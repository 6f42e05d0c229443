mod navigation;
mod search;
mod trends;

use crate::app::state::App;
use crossterm::event::KeyCode;
use taxi_dashboard_core::animation::OverlayPhase;
use taxi_dashboard_core::toggle::Section;

/// Routes a key press. Overlays take keys first: intro, notice, results,
/// help, nav menu. Then the active section gets them.
pub fn handle_input(app: &mut App, key: KeyCode) {
    if app.intro_phase() != OverlayPhase::Hidden {
        if key == KeyCode::Char('q') {
            app.quit();
        }
        app.session.intro.dismiss();
        return;
    }

    if app.session.notice.is_some() {
        if matches!(key, KeyCode::Enter | KeyCode::Esc | KeyCode::Char(' ')) {
            app.session.dismiss_notice();
        }
        return;
    }

    if app.session.results.is_open() {
        handle_results_input(app, key);
        return;
    }

    if handle_help_toggle(app, key) {
        return;
    }

    if app.session.menu.is_open() {
        navigation::handle_menu_input(app, key);
        return;
    }

    if app.session.section == Section::Search && search::handle_search_input(app, key) {
        return;
    }

    if navigation::handle_global_input(app, key) {
        return;
    }

    if app.session.section == Section::Trends {
        trends::handle_trends_input(app, key);
    }
}

fn handle_help_toggle(app: &mut App, key: KeyCode) -> bool {
    if key == KeyCode::Char('?') || key == KeyCode::F(1) {
        app.show_help = !app.show_help;
        return true;
    }

    if app.show_help {
        if key == KeyCode::Esc {
            app.show_help = false;
        }
        return true;
    }

    false
}

fn handle_results_input(app: &mut App, key: KeyCode) {
    let rows = app.session.results.table.rows().len();
    match key {
        KeyCode::Esc | KeyCode::Enter | KeyCode::Char('q') => app.session.close_results(),
        KeyCode::Up => app.results_scroll = app.results_scroll.saturating_sub(1),
        KeyCode::Down => {
            app.results_scroll = (app.results_scroll + 1).min(rows.saturating_sub(1));
        }
        _ => {}
    }
}
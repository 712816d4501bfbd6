//! Dispatch queue
//!
//! Priority queue of subtasks waiting for an agent. Ordering is priority
//! (highest first), then submission sequence. Items may carry a `not_before`
//! instant while backing off after a retryable failure.

use parking_lot::Mutex;
use std::cmp::Ordering;
use std::collections::BinaryHeap;
use std::time::Instant;

use super::run::TaskPriority;

/// A queued subtask reference
#[derive(Debug, Clone, PartialEq, Eq)]
pub struct QueueItem {
    pub run_id: String,
    pub task_id: String,
    pub capability: String,
    pub priority: TaskPriority,
    pub seq: u64,
    pub not_before: Option<Instant>,
}

impl QueueItem {
    fn ready(&self, now: Instant) -> bool {
        self.not_before.map(|t| t <= now).unwrap_or(true)
    }
}

impl Ord for QueueItem {
    fn cmp(&self, other: &Self) -> Ordering {
        self.priority
            .cmp(&other.priority)
            .then_with(|| other.seq.cmp(&self.seq))
    }
}

impl PartialOrd for QueueItem {
    fn partial_cmp(&self, other: &Self) -> Option<Ordering> {
        Some(self.cmp(other))
    }
}

/// Thread-safe subtask queue
#[derive(Default)]
pub struct DispatchQueue {
    heap: Mutex<BinaryHeap<QueueItem>>,
}

impl DispatchQueue {
    pub fn new() -> Self {
        Self::default()
    }

    pub fn push(&self, item: QueueItem) {
        self.heap.lock().push(item);
    }

    /// Take every item that is ready now, in dispatch order
    pub fn drain_ready(&self, now: Instant) -> Vec<QueueItem> {
        let mut heap = self.heap.lock();
        let mut ready = Vec::new();
        let mut waiting = Vec::new();

        while let Some(item) = heap.pop() {
            if item.ready(now) {
                ready.push(item);
            } else {
                waiting.push(item);
            }
        }
        heap.extend(waiting);
        ready
    }

    /// Earliest backoff expiry among queued items
    pub fn next_ready_at(&self) -> Option<Instant> {
        self.heap.lock().iter().filter_map(|item| item.not_before).min()
    }

    /// Drop every item of a run, returning how many were removed
    pub fn remove_run(&self, run_id: &str) -> usize {
        let mut heap = self.heap.lock();
        let before = heap.len();
        heap.retain(|item| item.run_id != run_id);
        before - heap.len()
    }

    pub fn clear(&self) {
        self.heap.lock().clear();
    }

    pub fn len(&self) -> usize {
        self.heap.lock().len()
    }

    pub fn is_empty(&self) -> bool {
        self.len() == 0
    }
}

#[cfg(test)]
mod tests {
    use super::*;
    use std::time::Duration;

    fn item(run: &str, task: &str, priority: TaskPriority, seq: u64) -> QueueItem {
        QueueItem {
            run_id: run.to_string(),
            task_id: task.to_string(),
            capability: "cap".to_string(),
            priority,
            seq,
            not_before: None,
        }
    }

    #[test]
    fn test_priority_then_submission_order() {
        let queue = DispatchQueue::new();
        queue.push(item("r", "low", TaskPriority::Low, 1));
        queue.push(item("r", "n2", TaskPriority::Normal, 3));
        queue.push(item("r", "high", TaskPriority::High, 4));
        queue.push(item("r", "n1", TaskPriority::Normal, 2));

        let order: Vec<String> = queue
            .drain_ready(Instant::now())
            .into_iter()
            .map(|i| i.task_id)
            .collect();
        assert_eq!(order, vec!["high", "n1", "n2", "low"]);
        assert!(queue.is_empty());
    }

    #[test]
    fn test_backoff_items_stay_queued() {
        let queue = DispatchQueue::new();
        let now = Instant::now();
        let mut later = item("r", "later", TaskPriority::High, 1);
        later.not_before = Some(now + Duration::from_secs(60));
        queue.push(later);
        queue.push(item("r", "now", TaskPriority::Low, 2));

        let ready = queue.drain_ready(now);
        assert_eq!(ready.len(), 1);
        assert_eq!(ready[0].task_id, "now");
        assert_eq!(queue.len(), 1);
        assert_eq!(queue.next_ready_at(), Some(now + Duration::from_secs(60)));
    }

    #[test]
    fn test_remove_run() {
        let queue = DispatchQueue::new();
        queue.push(item("a", "1", TaskPriority::Normal, 1));
        queue.push(item("b", "2", TaskPriority::Normal, 2));
        queue.push(item("a", "3", TaskPriority::Normal, 3));

        assert_eq!(queue.remove_run("a"), 2);
        assert_eq!(queue.len(), 1);
    }
}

◆ ◆ ◆

Beginning with the first line of the records above, reproduce each line exactly, ending at the line that contains "app.quit();", and leave out everything else.

repository 6f42e05d0c229443
mod navigation;
mod search;
mod trends;

use crate::app::state::App;
use crossterm::event::KeyCode;
use taxi_dashboard_core::animation::OverlayPhase;
use taxi_dashboard_core::toggle::Section;

/// Routes a key press. Overlays take keys first: intro, notice, results,
/// help, nav menu. Then the active section gets them.
pub fn handle_input(app: &mut App, key: KeyCode) {
    if app.intro_phase() != OverlayPhase::Hidden {
        if key == KeyCode::Char('q') {
            app.quit();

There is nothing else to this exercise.